I am often drawn to pop culture with deep history, especially if that pop culture is ongoing. That’s where my Disney thing comes from, not to mention my interest in things like the New York Times Bestseller List. The fact that Archie existed in the 1940s and keeps existing thrills me. I bought old collections and read pop histories of the company and the comic. Then I started buying the regular comics, like Archie and Betty & Veronica, hoping against hope that a new Josie & the Pussycats comic would launch soon. Man, I loved those cat ears.

Then a few interesting things happened. In 2010, a new comic called Life with Archie hit stores. It told two stories in two alternate future timelines: one in which Archie marries Betty, one in which he marries Veronica. The stories were fascinating. Pushing the Riverdale gang into young adulthood was only the beginning. They killed off Miss Grundy – in both storylines! Kevin Keller married a dude! Cheryl Blossom had cancer! Moose Mason became the mayor! And on. And on. It was a bit soapy, but that worked. For a long time, it was my absolute favorite comic. I looked forward to it every single month, to catch up with what my pals in Riverdale were up to, what predicaments they would find themselves in, and who they’d fall in and out of love with.

I loved the writing, which was a bit more sophisticated than that of the regular Archie books, and I loved the serialized nature of the story. Both those aspects filtered into the regular Archie books, which started doing miniseries and sci-fi and fantasy and pretty much anything they wanted. Kevin Keller had been introduced as the first gay Archie character, and he got his own comic. In one storyline, Archie fell in love with Valerie of Josie and the Pussycats, and they got married and had a child and it was all very cute. Afterlife With Archie, a remarkably mature and unsettling ongoing zombie story, debuted and captured me and a mass audience. I got a Moose Mason tattoo. And somewhere in there, I started … well, I started livetweeting the Archie comics, poking gentle fun at the characters and their crazy situations as I read them.

1950s Moose Tattoo

But never Life with Archie. That was sacred. That was my comic. And now it’s coming to an end.

Deaths of comic-book characters have been making headlines for awhile now. When I was in high school, the death of Superman was a big deal. More recently, Captain America’s death was all over the actual news. Those guys came back. And it’s not like Archie – the “regular universe” Archie – is really going anywhere. But an Archie, the one I liked the most, in the comic I liked the most, is dying. I knew that going into the issue, and I knew that he was going to die heroically. I was prepared. I was ready.
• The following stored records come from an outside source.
//! See <https://github.com/matklad/cargo-xtask/>
//!
//! This binary defines auxiliary commands that are not expressible with just
//! `cargo`. Run it with `cargo run -p xtask -- <command>`.

use clap::Parser;

mod dynamodb;
mod prelude;

/// Development tasks for the opinions repository
#[derive(Debug, Parser)]
#[command(name = "xtask")]
#[command(about = "Development tasks for opinions", long_about = None)]
struct Cli {
    #[command(flatten)]
    global: Global,

    #[command(subcommand)]
    command: Commands,
}

#[derive(Debug, Clone, clap::Args)]
pub struct Global {
    /// Silence the command output
    #[clap(long, global = true)]
    pub silent: bool,
}

impl Global {
    pub fn is_silent(&self) -> bool {
        self.silent
    }
}

#[derive(Debug, clap::Subcommand)]
enum Commands {
    /// Manage DynamoDB infrastructure
    Dynamodb(dynamodb::DynamodbCommand),
}

#[tokio::main]
async fn main() -> anyhow::Result<()> {
    let cli = Cli::parse();

    match cli.command {
        Commands::Dynamodb(dynamodb_cmd) => {
            dynamodb::run(dynamodb_cmd, cli.global).await?;
        }
    }

    Ok(())
}
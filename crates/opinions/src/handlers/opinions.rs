use axum::{extract::State, http::StatusCode, response::IntoResponse, Json};

use opinions_core::opinion::{CreateOpinionRequest, CreatedOpinion, Opinion};

use crate::{handlers::AppError, state::AppState};

/// List all opinions (GET /api/opinions).
pub async fn list_opinions(State(state): State<AppState>) -> Result<Json<Vec<Opinion>>, AppError> {
    let opinions = state.opinion_repo.list_opinions().await?;

    tracing::debug!(count = opinions.len(), "Listed opinions");

    Ok(Json(opinions))
}

/// Submit a new opinion (POST /api/opinions).
pub async fn create_opinion(
    State(state): State<AppState>,
    Json(payload): Json<CreateOpinionRequest>,
) -> Result<impl IntoResponse, AppError> {
    let id = state
        .opinion_repo
        .save_opinion(
            &payload.mail_address,
            payload.coordinate.latitude,
            payload.coordinate.longitude,
            &payload.opinion,
        )
        .await?;

    tracing::info!(opinion_id = %id, "Created opinion");

    Ok((StatusCode::CREATED, Json(CreatedOpinion { id })))
}
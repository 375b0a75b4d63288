mod app;
mod config;
mod handlers;
mod state;
mod storage;

use anyhow::Result;
use clap::Parser;
use listenfd::ListenFd;
use tokio::{net::TcpListener, signal};
use tracing_subscriber::{layer::SubscriberExt, util::SubscriberInitExt};

use crate::{app::create_app, config::Config, state::AppState};

/// Opinions - Share geotagged opinions, comment on them and react to them
#[derive(Parser, Debug)]
#[command(name = "opinions")]
#[command(version, about, long_about = None)]
struct Cli {
    /// Host address to bind the server to
    #[arg(long, short = 'H', default_value = "0.0.0.0", env = "HOST")]
    host: String,

    /// Port to listen on
    #[arg(long, short, default_value = "3000", env = "PORT")]
    port: u16,
}

#[tokio::main]
async fn main() -> Result<()> {
    let cli = Cli::parse();

    // Initialize tracing subscriber
    tracing_subscriber::registry()
        .with(
            tracing_subscriber::EnvFilter::try_from_default_env()
                .unwrap_or_else(|_| "opinions=debug,tower_http=debug".into()),
        )
        .with(tracing_subscriber::fmt::layer())
        .init();

    let config = Config::from_env();
    tracing::debug!(?config, "Loaded configuration");

    let state = AppState::new(&config).await?;

    // Build the application router
    let app = create_app(state.clone(), &config);

    // Auto-reload support via listenfd
    let mut listenfd = ListenFd::from_env();
    let listener = match listenfd.take_tcp_listener(0)? {
        // If we are given a tcp listener on listen fd 0, use that one
        Some(listener) => {
            listener.set_nonblocking(true)?;
            TcpListener::from_std(listener)?
        }
        // Otherwise fall back to CLI-specified host:port
        None => {
            let addr = format!("{}:{}", cli.host, cli.port);
            TcpListener::bind(&addr).await?
        }
    };

    tracing::info!("listening on {}", listener.local_addr()?);

    // Run the server with graceful shutdown
    axum::serve(listener, app)
        .with_graceful_shutdown(shutdown_signal(state))
        .await?;

    tracing::info!("Server stopped");
    Ok(())
}

/// Wait for shutdown signals (Ctrl+C or SIGTERM) and cancel in-flight store calls.
async fn shutdown_signal(state: AppState) {
    let ctrl_c = async {
        if let Err(err) = signal::ctrl_c().await {
            tracing::error!(error = %err, "Failed to install Ctrl+C handler");
            std::future::pending::<()>().await;
        }
    };

    #[cfg(unix)]
    let terminate = async {
        match signal::unix::signal(signal::unix::SignalKind::terminate()) {
            Ok(mut sigterm) => {
                sigterm.recv().await;
            }
            Err(err) => {
                tracing::error!(error = %err, "Failed to install SIGTERM handler");
                std::future::pending::<()>().await;
            }
        }
    };

    #[cfg(not(unix))]
    let terminate = std::future::pending::<()>();

    tokio::select! {
        _ = ctrl_c => {
            tracing::info!("Received Ctrl+C, shutting down...");
        }
        _ = terminate => {
            tracing::info!("Received SIGTERM, shutting down...");
        }
    }

    state.signal_shutdown();
}
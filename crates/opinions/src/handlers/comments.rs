use axum::{
    extract::{Path, State},
    http::StatusCode,
    response::IntoResponse,
    Json,
};

use opinions_core::opinion::{Comment, CreateCommentRequest, CreatedComment};

use crate::{handlers::AppError, state::AppState};

/// List the comments of an opinion, oldest first (GET /api/opinions/{opinion_id}/comments).
pub async fn list_comments(
    State(state): State<AppState>,
    Path(opinion_id): Path<String>,
) -> Result<Json<Vec<Comment>>, AppError> {
    let comments = state.comment_repo.list_comments(&opinion_id).await?;

    tracing::debug!(opinion_id = %opinion_id, count = comments.len(), "Listed comments");

    Ok(Json(comments))
}

/// Comment on an opinion (POST /api/opinions/{opinion_id}/comments).
///
/// The opinion is not required to exist.
pub async fn create_comment(
    State(state): State<AppState>,
    Path(opinion_id): Path<String>,
    Json(payload): Json<CreateCommentRequest>,
) -> Result<impl IntoResponse, AppError> {
    let comment_id = state
        .comment_repo
        .save_comment(&opinion_id, &payload.mail_address, &payload.comment)
        .await?;

    tracing::info!(opinion_id = %opinion_id, comment_id = %comment_id, "Created comment");

    Ok((StatusCode::CREATED, Json(CreatedComment { comment_id })))
}
//! Table layout: table names, index names, attribute names and key builders.
//!
//! Pure functions, no I/O.

use std::collections::HashMap;

use super::item::{AttributeValue, Item};

// ============================================================================
// Attribute names
// ============================================================================

pub const ID: &str = "id";
pub const OPINION_ID: &str = "opinionId";
pub const COMMENT_ID: &str = "commentId";
pub const MAIL_ADDRESS: &str = "mailAddress";
pub const LATITUDE: &str = "latitude";
pub const LONGITUDE: &str = "longitude";
pub const OPINION: &str = "opinion";
pub const COMMENT: &str = "comment";
pub const CREATED_DATE_TIME: &str = "createdDateTime";
pub const IS_REACTIONED: &str = "isReactioned";

// ============================================================================
// Default table and index names
// ============================================================================

pub const OPINIONS_TABLE: &str = "opinions";
pub const COMMENTS_TABLE: &str = "comments";
pub const REACTIONS_TABLE: &str = "reactions";
pub const COMMENTS_BY_CREATED_INDEX: &str = "opinionId-createdDateTime-index";

/// Names of the tables and indexes the repository reads and writes.
#[derive(Debug, Clone, PartialEq, Eq)]
pub struct TableNames {
    pub opinions: String,
    pub comments: String,
    pub reactions: String,
    /// Index on `comments` keyed by (`opinionId`, `createdDateTime`).
    pub comments_by_created: String,
}

impl Default for TableNames {
    fn default() -> Self {
        Self {
            opinions: OPINIONS_TABLE.to_string(),
            comments: COMMENTS_TABLE.to_string(),
            reactions: REACTIONS_TABLE.to_string(),
            comments_by_created: COMMENTS_BY_CREATED_INDEX.to_string(),
        }
    }
}

// ============================================================================
// Keys
// ============================================================================

/// Primary key of a reaction row.
///
/// Pattern: (`opinionId`, `mailAddress`)
pub fn reaction_key(opinion_id: &str, mail_address: &str) -> Item {
    HashMap::from([
        (
            OPINION_ID.to_string(),
            AttributeValue::S(opinion_id.to_string()),
        ),
        (
            MAIL_ADDRESS.to_string(),
            AttributeValue::S(mail_address.to_string()),
        ),
    ])
}

#[cfg(test)]
mod tests {
    use super::*;

    #[test]
    fn test_reaction_key() {
        let key = reaction_key("op-1", "u1@example.com");

        assert_eq!(key.len(), 2);
        assert_eq!(key.get(OPINION_ID).unwrap().as_s(), Some("op-1"));
        assert_eq!(key.get(MAIL_ADDRESS).unwrap().as_s(), Some("u1@example.com"));
    }

    #[test]
    fn test_default_table_names() {
        let tables = TableNames::default();

        assert_eq!(tables.opinions, "opinions");
        assert_eq!(tables.comments, "comments");
        assert_eq!(tables.reactions, "reactions");
        assert_eq!(tables.comments_by_created, "opinionId-createdDateTime-index");
    }
}
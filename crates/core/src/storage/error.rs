use thiserror::Error;

/// Ways a stored row can fail to match the shape of its entity.
#[derive(Debug, Error, Clone, PartialEq, Eq)]
pub enum DecodeError {
    #[error("missing field: {field}")]
    MissingField { field: &'static str },
    #[error("field {field} is not of type {expected}")]
    WrongType {
        field: &'static str,
        expected: &'static str,
    },
    #[error("malformed field {field}: {reason}")]
    Malformed { field: &'static str, reason: String },
}

/// Errors that can occur during repository operations.
#[derive(Debug, Error, Clone, PartialEq, Eq)]
pub enum RepositoryError {
    #[error("Connection failed: {0}")]
    ConnectionFailed(String),
    #[error("Query failed: {0}")]
    QueryFailed(String),
    #[error("Failed to decode {entity_type}: {source}")]
    Decode {
        entity_type: &'static str,
        #[source]
        source: DecodeError,
    },
    #[error("Operation cancelled")]
    Cancelled,
}

impl RepositoryError {
    /// Wraps a decode failure for the given entity.
    pub fn decode(entity_type: &'static str, source: DecodeError) -> Self {
        Self::Decode {
            entity_type,
            source,
        }
    }
}

/// Result type for repository operations.
pub type Result<T> = std::result::Result<T, RepositoryError>;
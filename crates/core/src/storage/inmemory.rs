//! In-memory store backend for testing and local development.
//!
//! Implements [`StoreClient`] over `BTreeMap`s wrapped in `Arc<RwLock<_>>`.
//! Reads are paged with a configurable page size so that cursor handling is
//! exercised exactly as it is against a remote store. Data is not persisted.

use std::cmp::Ordering;
use std::collections::{BTreeMap, HashMap};
use std::ops::Bound;
use std::sync::Arc;

use async_trait::async_trait;
use tokio::sync::RwLock;

use super::item::{Cursor, Item, KeyCondition, Page};
use super::keys::{self, TableNames};
use super::store::StoreClient;
use super::{RepositoryError, Result};

/// Default number of items returned per page.
pub const DEFAULT_PAGE_SIZE: usize = 100;

/// Key layout of a secondary index.
#[derive(Debug, Clone, PartialEq, Eq)]
pub struct IndexSchema {
    pub name: String,
    pub partition_key: String,
    pub sort_key: Option<String>,
}

/// Key layout of a table.
#[derive(Debug, Clone, PartialEq, Eq)]
pub struct TableSchema {
    pub name: String,
    pub partition_key: String,
    pub sort_key: Option<String>,
    pub indexes: Vec<IndexSchema>,
}

impl TableSchema {
    /// Creates a table keyed by a partition key only.
    pub fn new(name: impl Into<String>, partition_key: impl Into<String>) -> Self {
        Self {
            name: name.into(),
            partition_key: partition_key.into(),
            sort_key: None,
            indexes: Vec::new(),
        }
    }

    /// Sets the sort key of the table.
    pub fn with_sort_key(mut self, sort_key: impl Into<String>) -> Self {
        self.sort_key = Some(sort_key.into());
        self
    }

    /// Adds a secondary index.
    pub fn with_index(
        mut self,
        name: impl Into<String>,
        partition_key: impl Into<String>,
        sort_key: impl Into<String>,
    ) -> Self {
        self.indexes.push(IndexSchema {
            name: name.into(),
            partition_key: partition_key.into(),
            sort_key: Some(sort_key.into()),
        });
        self
    }

    /// The three tables of the opinions service.
    pub fn opinion_tables(tables: &TableNames) -> Vec<TableSchema> {
        vec![
            TableSchema::new(&tables.opinions, keys::ID),
            TableSchema::new(&tables.comments, keys::OPINION_ID)
                .with_sort_key(keys::COMMENT_ID)
                .with_index(
                    &tables.comments_by_created,
                    keys::OPINION_ID,
                    keys::CREATED_DATE_TIME,
                ),
            TableSchema::new(&tables.reactions, keys::OPINION_ID)
                .with_sort_key(keys::MAIL_ADDRESS),
        ]
    }
}

/// Primary key of a row in textual form: (partition, sort or empty).
type RowKey = (String, String);

#[derive(Debug)]
struct Table {
    schema: TableSchema,
    rows: BTreeMap<RowKey, Item>,
}

impl Table {
    fn row_key(&self, item: &Item) -> Result<RowKey> {
        let partition = key_text(item, &self.schema.partition_key)?;
        let sort = match &self.schema.sort_key {
            Some(name) => key_text(item, name)?,
            None => String::new(),
        };
        Ok((partition, sort))
    }

    /// Primary key attributes of a row, used to build cursors.
    fn key_attributes(&self, item: &Item) -> Item {
        let mut key = Item::new();
        let names = std::iter::once(&self.schema.partition_key).chain(&self.schema.sort_key);
        for name in names {
            if let Some(value) = item.get(name) {
                key.insert(name.clone(), value.clone());
            }
        }
        key
    }
}

fn key_text(item: &Item, name: &str) -> Result<String> {
    item.get(name)
        .and_then(|value| value.key_text())
        .map(str::to_string)
        .ok_or_else(|| RepositoryError::QueryFailed(format!("Missing key attribute: {name}")))
}

fn table_not_found(table: &str) -> RepositoryError {
    RepositoryError::QueryFailed(format!("Table not found: {table}"))
}

/// In-memory store for testing.
///
/// Cloning shares the underlying tables.
#[derive(Debug, Clone)]
pub struct InMemoryStore {
    tables: Arc<RwLock<HashMap<String, Table>>>,
    page_size: usize,
}

impl Default for InMemoryStore {
    fn default() -> Self {
        Self::for_tables(&TableNames::default())
    }
}

impl InMemoryStore {
    /// Creates an empty store with the given tables.
    pub fn new(schemas: impl IntoIterator<Item = TableSchema>) -> Self {
        let tables = schemas
            .into_iter()
            .map(|schema| {
                (
                    schema.name.clone(),
                    Table {
                        schema,
                        rows: BTreeMap::new(),
                    },
                )
            })
            .collect();

        Self {
            tables: Arc::new(RwLock::new(tables)),
            page_size: DEFAULT_PAGE_SIZE,
        }
    }

    /// Creates an empty store laid out for the opinions service.
    pub fn for_tables(tables: &TableNames) -> Self {
        Self::new(TableSchema::opinion_tables(tables))
    }

    /// Sets the maximum number of items per page (at least one).
    pub fn with_page_size(mut self, page_size: usize) -> Self {
        self.page_size = page_size.max(1);
        self
    }

    /// Number of rows currently held by a table.
    pub async fn row_count(&self, table: &str) -> usize {
        let tables = self.tables.read().await;
        tables.get(table).map_or(0, |t| t.rows.len())
    }
}

#[async_trait]
impl StoreClient for InMemoryStore {
    async fn put(&self, table: &str, item: Item) -> Result<()> {
        let mut tables = self.tables.write().await;
        let table = tables.get_mut(table).ok_or_else(|| table_not_found(table))?;
        let key = table.row_key(&item)?;
        table.rows.insert(key, item);
        Ok(())
    }

    async fn get(&self, table: &str, key: Item) -> Result<Option<Item>> {
        let tables = self.tables.read().await;
        let table = tables.get(table).ok_or_else(|| table_not_found(table))?;
        let key = table.row_key(&key)?;
        Ok(table.rows.get(&key).cloned())
    }

    async fn query(
        &self,
        table: &str,
        index: Option<&str>,
        condition: &KeyCondition,
        cursor: Option<Cursor>,
    ) -> Result<Page> {
        let tables = self.tables.read().await;
        let table = tables.get(table).ok_or_else(|| table_not_found(table))?;

        let (partition_key, sort_key) = match index {
            Some(name) => {
                let index = table
                    .schema
                    .indexes
                    .iter()
                    .find(|i| i.name == name)
                    .ok_or_else(|| RepositoryError::QueryFailed(format!("Index not found: {name}")))?;
                (&index.partition_key, &index.sort_key)
            }
            None => (&table.schema.partition_key, &table.schema.sort_key),
        };

        if condition.attribute != *partition_key {
            return Err(RepositoryError::QueryFailed(format!(
                "Key condition must target partition key {partition_key}"
            )));
        }
        let wanted = condition.value.key_text();

        // Rows missing an index key attribute are not part of that index.
        let mut matches: Vec<(String, RowKey, &Item)> = Vec::new();
        for (row_key, item) in &table.rows {
            if item.get(partition_key.as_str()).and_then(|v| v.key_text()) != wanted {
                continue;
            }
            let sort = match sort_key {
                Some(name) => match item.get(name.as_str()).and_then(|v| v.key_text()) {
                    Some(text) => text.to_string(),
                    None => continue,
                },
                None => String::new(),
            };
            matches.push((sort, row_key.clone(), item));
        }
        matches.sort_by(|a, b| a.0.cmp(&b.0).then_with(|| a.1.cmp(&b.1)));

        let start = match &cursor {
            Some(cursor) => {
                let after = (
                    match sort_key {
                        Some(name) => key_text(cursor.as_item(), name)?,
                        None => String::new(),
                    },
                    table.row_key(cursor.as_item())?,
                );
                matches
                    .iter()
                    .position(|(sort, row_key, _)| {
                        (sort, row_key).cmp(&(&after.0, &after.1)) == Ordering::Greater
                    })
                    .unwrap_or(matches.len())
            }
            None => 0,
        };

        let remaining = &matches[start..];
        let taken = &remaining[..remaining.len().min(self.page_size)];
        let items: Vec<Item> = taken.iter().map(|(_, _, item)| (*item).clone()).collect();

        if taken.len() < remaining.len() {
            let last = taken[taken.len() - 1].2;
            let mut key = table.key_attributes(last);
            if let Some(name) = sort_key {
                if let Some(value) = last.get(name.as_str()) {
                    key.insert(name.clone(), value.clone());
                }
            }
            Ok(Page::with_cursor(items, Cursor::new(key)))
        } else {
            Ok(Page::last(items))
        }
    }

    async fn scan(&self, table: &str, cursor: Option<Cursor>) -> Result<Page> {
        let tables = self.tables.read().await;
        let table = tables.get(table).ok_or_else(|| table_not_found(table))?;

        let lower = match &cursor {
            Some(cursor) => Bound::Excluded(table.row_key(cursor.as_item())?),
            None => Bound::Unbounded,
        };

        let mut rows = table.rows.range((lower, Bound::Unbounded));
        let items: Vec<Item> = rows
            .by_ref()
            .take(self.page_size)
            .map(|(_, item)| item.clone())
            .collect();

        let next_cursor = match (rows.next(), items.last()) {
            (Some(_), Some(last)) => Some(Cursor::new(table.key_attributes(last))),
            _ => None,
        };

        Ok(Page { items, next_cursor })
    }
}
use axum::{
    http::StatusCode,
    response::{IntoResponse, Response},
};
use opinions_core::storage::{repository_error_to_status_code, RepositoryError};

pub struct AppError(pub anyhow::Error);

impl IntoResponse for AppError {
    fn into_response(self) -> Response {
        let status_code = if let Some(repo_error) = self.0.downcast_ref::<RepositoryError>() {
            let code = repository_error_to_status_code(repo_error);
            StatusCode::from_u16(code).unwrap_or(StatusCode::INTERNAL_SERVER_ERROR)
        } else {
            StatusCode::INTERNAL_SERVER_ERROR
        };

        tracing::error!(status = status_code.as_u16(), error = %self.0, "Request failed");

        (status_code, self.0.to_string()).into_response()
    }
}

impl<E> From<E> for AppError
where
    E: Into<anyhow::Error>,
{
    fn from(err: E) -> Self {
        Self(err.into())
    }
}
I was neither prepared nor ready.

For this penultimate issue, both alternate future universes – the Betty Universe and the Veronica Universe – merge. Pronouns proliferate. Archie is in love with her; he’s thinking about what she is doing. This is important, because we need to know that in any timeline, any story, any take, Archie Andrews is fundamentally the same: a good guy who loves his friends, his town, his life. The entire issue is a celebration of all that. He ruminates on the past, laments that he doesn’t often think about the future, and keeps running into the people in the present who help define him.

It works as both an elegy and an introduction, a significant balancing act writer Paul Kupperberg is more than up to handling. The death scene is as shocking and tragic as you might expect – more so, actually. This isn’t a super hero’s death. Archie’s just a guy, doing the right thing. The final panel, of an ice cream soda with three straws, knocked on its side, is heavy with both symbolism and history. A passing knowledge of the Archie comic immediately brings to mind that iconic image of Archie, Betty, and Veronica sharing a soda, all smiles. No one’s smiling now.

It’s a fitting end to this version of the character. The next issue, ONE YEAR LATER, will hopefully pick up the pieces and offer more reflection. We’re promised that “this is only the beginning” – a hopeful phrase whose importance has yet to be determined. For now, though, I’m going to read this issue again (and again), and say good-bye to the fictional friend I made four years ago. I’m sure going to miss him.